Gas-liquid Chromatography Analysis of IgG Monosaccharide Composition
The monosaccharides from purified IgG proteins were determined as trifluoroacetates of methyl-glycosides by gas chromatography, as described previously (Tomana et al., 1984). The analyses were performed with a Hewlett-Packard model 5890 series II gas chromatograph equipped with a 25-m fused silica (0.22-mm inner diameter) OV-1701 WCOT column and electron capture detector; GC ChemStation software (Agilent Technologies, Palo Alto, CA, USA) was used for acquisition of chromatographic data and peak integration.
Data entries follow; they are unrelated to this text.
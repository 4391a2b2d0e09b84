use fieldsync_core::models::{PriorityRule, RuleCondition, RuleId};
use fieldsync_core::SyncRuntime;

use crate::cli::RuleAddArgs;
use crate::commands::common::{json_or_text, parse_id, print_json};
use crate::error::CliError;

pub fn rule_from_args(args: RuleAddArgs) -> PriorityRule {
    let condition = RuleCondition::new(args.field, args.operator.into(), json_or_text(&args.value));
    PriorityRule::new(
        args.name,
        args.entity_type.into(),
        vec![condition],
        args.modifier,
        args.author,
    )
}

pub async fn run_rules_add(
    args: RuleAddArgs,
    as_json: bool,
    runtime: &SyncRuntime,
) -> Result<(), CliError> {
    let rule = runtime.queue().add_rule(rule_from_args(args)).await?;
    if as_json {
        return print_json(&rule);
    }

    println!("Added rule {} ({})", rule.name, rule.id);
    Ok(())
}

pub async fn run_rules_list(as_json: bool, runtime: &SyncRuntime) -> Result<(), CliError> {
    let rules = runtime.queue().list_rules().await?;
    if as_json {
        return print_json(&rules);
    }

    if rules.is_empty() {
        println!("No priority rules defined.");
        return Ok(());
    }
    for line in format_rule_lines(&rules) {
        println!("{line}");
    }
    Ok(())
}

pub fn format_rule_lines(rules: &[PriorityRule]) -> Vec<String> {
    rules
        .iter()
        .map(|rule| {
            let conditions = rule
                .conditions
                .iter()
                .map(|condition| {
                    format!("{} {} {}", condition.field, condition.operator, condition.value)
                })
                .collect::<Vec<_>>()
                .join(" OR ");
            format!(
                "{} [{}] {} {:+} {} when {conditions}",
                rule.id,
                if rule.is_active { "active" } else { "inactive" },
                rule.entity_type,
                rule.priority_modifier,
                rule.name,
            )
        })
        .collect()
}

pub async fn run_rules_set_active(
    id: &str,
    is_active: bool,
    runtime: &SyncRuntime,
) -> Result<(), CliError> {
    let rule_id: RuleId = parse_id("rule", id)?;
    runtime.queue().set_rule_active(&rule_id, is_active).await?;
    println!(
        "Rule {rule_id} {}",
        if is_active { "enabled" } else { "disabled" }
    );
    Ok(())
}
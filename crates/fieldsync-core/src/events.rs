//! Observer lists with explicit unsubscribe handles.

use std::sync::atomic::{AtomicU64, Ordering};
use std::sync::{Arc, Condvar, Mutex, MutexGuard, PoisonError, Weak};
use std::thread::{self, ThreadId};

type Listener<E> = Arc<dyn Fn(&E) + Send + Sync>;

struct Entry<E> {
    id: u64,
    gate: Arc<Gate>,
    listener: Listener<E>,
}

/// Delivery state of one listener: whether it is subscribed and which
/// threads are inside it right now.
struct Gate {
    state: Mutex<GateState>,
    idle: Condvar,
}

struct GateState {
    active: bool,
    running: Vec<ThreadId>,
}

impl Gate {
    fn new() -> Self {
        Self {
            state: Mutex::new(GateState {
                active: true,
                running: Vec::new(),
            }),
            idle: Condvar::new(),
        }
    }

    fn lock(&self) -> MutexGuard<'_, GateState> {
        self.state.lock().unwrap_or_else(PoisonError::into_inner)
    }

    /// Enter the listener unless it has been unsubscribed.
    fn enter(&self) -> Option<Delivery<'_>> {
        let mut state = self.lock();
        if !state.active {
            return None;
        }
        state.running.push(thread::current().id());
        Some(Delivery(self))
    }

    /// Deactivate, then wait until no other thread is inside the listener.
    /// A listener unsubscribing itself does not wait on its own call.
    fn close(&self) {
        let me = thread::current().id();
        let mut state = self.lock();
        state.active = false;
        while state.running.iter().any(|thread| *thread != me) {
            state = self
                .idle
                .wait(state)
                .unwrap_or_else(PoisonError::into_inner);
        }
    }

    fn is_active(&self) -> bool {
        self.lock().active
    }
}

/// Marks one thread inside a listener; leaving wakes a waiting `close`.
struct Delivery<'a>(&'a Gate);

impl Drop for Delivery<'_> {
    fn drop(&mut self) {
        let me = thread::current().id();
        let mut state = self.0.lock();
        if let Some(index) = state.running.iter().position(|thread| *thread == me) {
            state.running.swap_remove(index);
        }
        drop(state);
        self.0.idle.notify_all();
    }
}

struct Registry<E> {
    next_id: AtomicU64,
    entries: Mutex<Vec<Entry<E>>>,
}

/// Fan-out of events of type `E` to registered listeners
pub struct Observers<E> {
    registry: Arc<Registry<E>>,
}

impl<E> Clone for Observers<E> {
    fn clone(&self) -> Self {
        Self {
            registry: Arc::clone(&self.registry),
        }
    }
}

impl<E: 'static> Default for Observers<E> {
    fn default() -> Self {
        Self::new()
    }
}

impl<E: 'static> Observers<E> {
    pub fn new() -> Self {
        Self {
            registry: Arc::new(Registry {
                next_id: AtomicU64::new(0),
                entries: Mutex::new(Vec::new()),
            }),
        }
    }

    /// Register a listener; it stays registered until the handle is unsubscribed.
    pub fn subscribe(&self, listener: impl Fn(&E) + Send + Sync + 'static) -> Subscription {
        let id = self.registry.next_id.fetch_add(1, Ordering::Relaxed);
        let gate = Arc::new(Gate::new());
        self.lock().push(Entry {
            id,
            gate: Arc::clone(&gate),
            listener: Arc::new(listener),
        });

        let registry: Weak<Registry<E>> = Arc::downgrade(&self.registry);
        Subscription {
            gate,
            detach: Some(Box::new(move || {
                if let Some(registry) = registry.upgrade() {
                    registry
                        .entries
                        .lock()
                        .unwrap_or_else(PoisonError::into_inner)
                        .retain(|entry| entry.id != id);
                }
            })),
        }
    }

    /// Deliver `event` to every listener that is still subscribed.
    ///
    /// Listeners run outside the registry lock, so they may subscribe or
    /// unsubscribe without deadlocking.
    pub fn emit(&self, event: &E) {
        let snapshot = self
            .lock()
            .iter()
            .map(|entry| (Arc::clone(&entry.gate), Arc::clone(&entry.listener)))
            .collect::<Vec<_>>();

        for (gate, listener) in snapshot {
            if let Some(_delivery) = gate.enter() {
                listener(event);
            }
        }
    }

    pub fn len(&self) -> usize {
        self.lock().len()
    }

    pub fn is_empty(&self) -> bool {
        self.len() == 0
    }

    fn lock(&self) -> MutexGuard<'_, Vec<Entry<E>>> {
        self.registry
            .entries
            .lock()
            .unwrap_or_else(PoisonError::into_inner)
    }
}

/// Handle returned by `subscribe`; listeners never run after `unsubscribe` returns
#[must_use = "dropping a Subscription keeps the listener registered; call unsubscribe() to remove it"]
pub struct Subscription {
    gate: Arc<Gate>,
    detach: Option<Box<dyn FnOnce() + Send + Sync>>,
}

impl Subscription {
    /// Stop delivery to this listener.
    ///
    /// Blocks until calls already running on other threads have returned.
    pub fn unsubscribe(mut self) {
        self.gate.close();
        if let Some(detach) = self.detach.take() {
            detach();
        }
    }

    pub fn is_active(&self) -> bool {
        self.gate.is_active()
    }
}

impl std::fmt::Debug for Subscription {
    fn fmt(&self, f: &mut std::fmt::Formatter<'_>) -> std::fmt::Result {
        f.debug_struct("Subscription")
            .field("active", &self.is_active())
            .finish()
    }
}
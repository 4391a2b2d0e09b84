use fieldsync_core::models::SyncSession;
use fieldsync_core::orchestrator::{SyncCallbacks, SyncStatus};
use fieldsync_core::SyncRuntime;

use crate::commands::common::{emit, format_relative_time, format_sync_timestamp, now_millis};
use crate::error::CliError;

pub fn format_session_line(session: &SyncSession, now_ms: i64) -> String {
    let mut line = format!(
        "{} {:<9} {} ({}): {} processed, {} ok, {} failed, {} conflicts, {} bytes",
        session.id,
        session.status.as_str(),
        session.trigger,
        format_relative_time(session.started_at, now_ms),
        session.items_processed,
        session.items_succeeded,
        session.items_failed,
        session.conflicts_detected,
        session.bytes_synced,
    );
    if !session.errors.is_empty() {
        line.push_str(&format!(", {} error(s)", session.errors.len()));
    }
    line
}

pub fn format_session_detail(session: &SyncSession, now_ms: i64) -> Vec<String> {
    let mut lines = vec![format_session_line(session, now_ms)];
    lines.extend(session.errors.iter().map(|error| {
        format!(
            "  {:?} {}: {}",
            error.kind,
            error.item_id.as_deref().unwrap_or("session"),
            error.message
        )
    }));
    lines
}

pub fn format_status_lines(status: &SyncStatus, now_ms: i64) -> Vec<String> {
    let state = if status.is_running {
        "running"
    } else if status.is_paused {
        "paused"
    } else if status.is_enabled {
        "idle"
    } else {
        "disabled"
    };
    let mut lines = vec![format!(
        "Sync {state}, {}",
        if status.connectivity.is_online { "online" } else { "offline" }
    )];
    if let Some(reason) = &status.unavailable_reason {
        lines.push(format!("Unavailable: {reason}"));
    }
    if let Some(next) = status.next_scheduled_sync {
        lines.push(format!("Next scheduled sync: {}", format_sync_timestamp(next)));
    }
    let queue = &status.queue;
    lines.push(format!(
        "Queue: {} pending, {} syncing, {} conflicted, {} failed, {} corrupt",
        queue.pending, queue.syncing, queue.conflicted, queue.failed, queue.corrupt
    ));
    match &status.last_session {
        Some(session) => lines.push(format!("Last: {}", format_session_line(session, now_ms))),
        None => lines.push("No sync sessions yet.".to_string()),
    }
    lines
}

pub async fn run_sync(
    reason: &str,
    server_configured: bool,
    as_json: bool,
    runtime: &SyncRuntime,
) -> Result<(), CliError> {
    if !server_configured {
        return Err(CliError::SyncNotConfigured);
    }

    let response = runtime.api().trigger_sync(reason).await;
    emit(response, as_json, |session| {
        format_session_detail(session, now_millis())
    })
}

/// Run the background loop until Ctrl-C.
pub async fn run_sync_watch(server_configured: bool, runtime: &SyncRuntime) -> Result<(), CliError> {
    if !server_configured {
        return Err(CliError::SyncNotConfigured);
    }

    let orchestrator = runtime.orchestrator();
    let subscription = orchestrator.subscribe(SyncCallbacks {
        on_complete: Some(Box::new(|session| {
            println!("{}", format_session_line(session, now_millis()));
        })),
        on_error: Some(Box::new(|session, error| {
            tracing::warn!("Sync session {} failed: {error}", session.id);
        })),
        ..SyncCallbacks::default()
    });
    let sync_loop = orchestrator.start();
    sync_loop.trigger("startup");
    println!("Syncing every {}s; press Ctrl-C to stop", runtime.config().sync.interval_secs);

    tokio::signal::ctrl_c().await?;
    sync_loop.shutdown().await;
    subscription.unsubscribe();
    Ok(())
}

pub async fn run_sync_status(as_json: bool, runtime: &SyncRuntime) -> Result<(), CliError> {
    let response = runtime.api().sync_status().await;
    emit(response, as_json, |status| format_status_lines(status, now_millis()))
}

pub async fn run_sync_history(
    limit: usize,
    as_json: bool,
    runtime: &SyncRuntime,
) -> Result<(), CliError> {
    let response = runtime.api().sync_history(limit).await;
    emit(response, as_json, |sessions| {
        if sessions.is_empty() {
            return vec!["No sync sessions recorded.".to_string()];
        }
        let now = now_millis();
        sessions
            .iter()
            .map(|session| format_session_line(session, now))
            .collect()
    })
}
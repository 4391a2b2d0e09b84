//! Wiring of the sync core services from one configuration.

use std::sync::Arc;

use crate::api::SyncApi;
use crate::config::CoreConfig;
use crate::conflict::ConflictEngine;
use crate::connectivity::{ConnectivityMonitor, ManualConnectivity};
use crate::error::{Error, Result};
use crate::exchange::ServerExchange;
use crate::orchestrator::{SyncOrchestrator, SyncServices};
use crate::priority::PriorityAssigner;
use crate::scheduler::{Clock, Scheduler, SystemClock};
use crate::services::{QueueService, Store};
use crate::tracker::UpdateTracker;

/// Every service of the sync core, sharing one store, clock and scheduler
#[derive(Clone)]
pub struct SyncRuntime {
    config: CoreConfig,
    services: SyncServices,
    connectivity: Arc<dyn ConnectivityMonitor>,
    orchestrator: SyncOrchestrator,
}

impl SyncRuntime {
    pub fn builder(config: CoreConfig) -> SyncRuntimeBuilder {
        SyncRuntimeBuilder {
            config,
            store: None,
            clock: None,
            connectivity: None,
            exchange: None,
        }
    }

    pub const fn config(&self) -> &CoreConfig {
        &self.config
    }

    pub const fn store(&self) -> &Store {
        &self.services.store
    }

    pub const fn queue(&self) -> &QueueService {
        &self.services.queue
    }

    pub const fn conflicts(&self) -> &ConflictEngine {
        &self.services.conflicts
    }

    pub const fn tracker(&self) -> &UpdateTracker {
        &self.services.tracker
    }

    pub const fn scheduler(&self) -> &Scheduler {
        &self.services.scheduler
    }

    pub const fn orchestrator(&self) -> &SyncOrchestrator {
        &self.orchestrator
    }

    pub fn connectivity(&self) -> &dyn ConnectivityMonitor {
        self.connectivity.as_ref()
    }

    /// Request/response facade over the services
    pub fn api(&self) -> SyncApi {
        SyncApi::new(
            self.services.conflicts.clone(),
            self.services.tracker.clone(),
            self.orchestrator.clone(),
            Arc::clone(self.services.scheduler.clock()),
        )
    }
}

pub struct SyncRuntimeBuilder {
    config: CoreConfig,
    store: Option<Store>,
    clock: Option<Arc<dyn Clock>>,
    connectivity: Option<Arc<dyn ConnectivityMonitor>>,
    exchange: Option<Arc<dyn ServerExchange>>,
}

impl SyncRuntimeBuilder {
    #[must_use]
    pub fn store(mut self, store: Store) -> Self {
        self.store = Some(store);
        self
    }

    /// Defaults to the system clock
    #[must_use]
    pub fn clock(mut self, clock: Arc<dyn Clock>) -> Self {
        self.clock = Some(clock);
        self
    }

    /// Defaults to a [`ManualConnectivity`] that reports online
    #[must_use]
    pub fn connectivity(mut self, connectivity: Arc<dyn ConnectivityMonitor>) -> Self {
        self.connectivity = Some(connectivity);
        self
    }

    #[must_use]
    pub fn exchange(mut self, exchange: Arc<dyn ServerExchange>) -> Self {
        self.exchange = Some(exchange);
        self
    }

    pub fn build(self) -> Result<SyncRuntime> {
        let Self {
            config,
            store,
            clock,
            connectivity,
            exchange,
        } = self;
        config.validate()?;
        let store = store.ok_or_else(|| Error::Config("a local store is required".to_string()))?;
        let exchange =
            exchange.ok_or_else(|| Error::Config("a server exchange is required".to_string()))?;
        let clock = clock.unwrap_or_else(|| Arc::new(SystemClock));
        let connectivity =
            connectivity.unwrap_or_else(|| Arc::new(ManualConnectivity::default()));

        let assigner = Arc::new(PriorityAssigner::new(
            config.priority.clone(),
            Arc::clone(&clock),
        )?);
        let scheduler = Scheduler::new(Arc::clone(&clock));
        let queue = QueueService::new(store.clone(), assigner, Arc::clone(&clock));
        let conflicts = ConflictEngine::new(
            store.clone(),
            Arc::clone(&clock),
            config.severity.clone(),
            config.resolution.clone(),
        );
        let tracker = UpdateTracker::new(
            store.clone(),
            queue.clone(),
            scheduler.clone(),
            config.retry.clone(),
        );
        let services = SyncServices {
            store,
            queue,
            conflicts,
            tracker,
            scheduler,
        };
        let orchestrator = SyncOrchestrator::new(
            services.clone(),
            exchange,
            Arc::clone(&connectivity),
            config.sync.clone(),
        );

        Ok(SyncRuntime {
            config,
            services,
            connectivity,
            orchestrator,
        })
    }
}

#[cfg(test)]
mod tests {
    use super::*;
    use crate::test_support::ScriptedExchange;

    #[test]
    fn build_requires_store_and_exchange() {
        let missing_store = SyncRuntime::builder(CoreConfig::default())
            .exchange(ScriptedExchange::new())
            .build();
        assert!(matches!(missing_store, Err(Error::Config(_))));

        let missing_exchange = SyncRuntime::builder(CoreConfig::default())
            .store(Store::open_in_memory().unwrap())
            .build();
        assert!(matches!(missing_exchange, Err(Error::Config(_))));
    }

    #[test]
    fn build_rejects_invalid_config() {
        let mut config = CoreConfig::default();
        config.sync.max_parallel_exchanges = 0;
        let result = SyncRuntime::builder(config)
            .store(Store::open_in_memory().unwrap())
            .exchange(ScriptedExchange::new())
            .build();
        assert!(matches!(result, Err(Error::Config(_))));
    }

    #[test]
    fn defaults_to_an_online_monitor() {
        let runtime = SyncRuntime::builder(CoreConfig::default())
            .store(Store::open_in_memory().unwrap())
            .exchange(ScriptedExchange::new())
            .build()
            .unwrap();
        assert!(runtime.connectivity().current_status().is_online);
        assert!(runtime.orchestrator().can_sync());
    }
}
The galactose content in IgG was determined relative to that of mannose, since the latter was shown to be constant in patients with various autoimmune diseases and in normal healthy controls (Tomana et al., 1988). About 50 µg of each IgG was used for the analyses.
Immunofluorescence
Gingiva- and periodontium-containing tissues removed from periodontal disease patients for therapeutic purposes were examined by immunofluorescence microscopy. The tissue was stained with fluorescein isothiocyanate- (FITC) or tetramethylrhodamine isothiocyanate- (TRITC) labeled F(ab')2 fragments of antibodies recognizing human IgG, and with biotin-labeled PVL followed by avidin conjugated with 7-amino-4-methyl-coumarin-3-acetate (AMCA) for determination of the presence of IgG-producing cells and the production of galactose-deficient IgG. Tissue fixation and processing were conducted as previously described (Kilian et al., 1989). Control tissues included gingivae from patients who underwent crown-lengthening with no evidence of periodontal disease. The staining performed on such tissues showed the absence or scarcity of IgG-producing cells in healthy gingivae. In addition, all tissues were stained by hematoxylin-eosin so that the cell types present could be determined. Seven gingivae samples from periodontal disease patients and six gingivae samples from normal controls were used.
Statistical Analysis
Correlation coefficients (r) were calculated by means of the Microsoft Excel statistical package. Comparisons between group means were performed by Students t test. P values equal to or less than 0.05 were considered statistically significant.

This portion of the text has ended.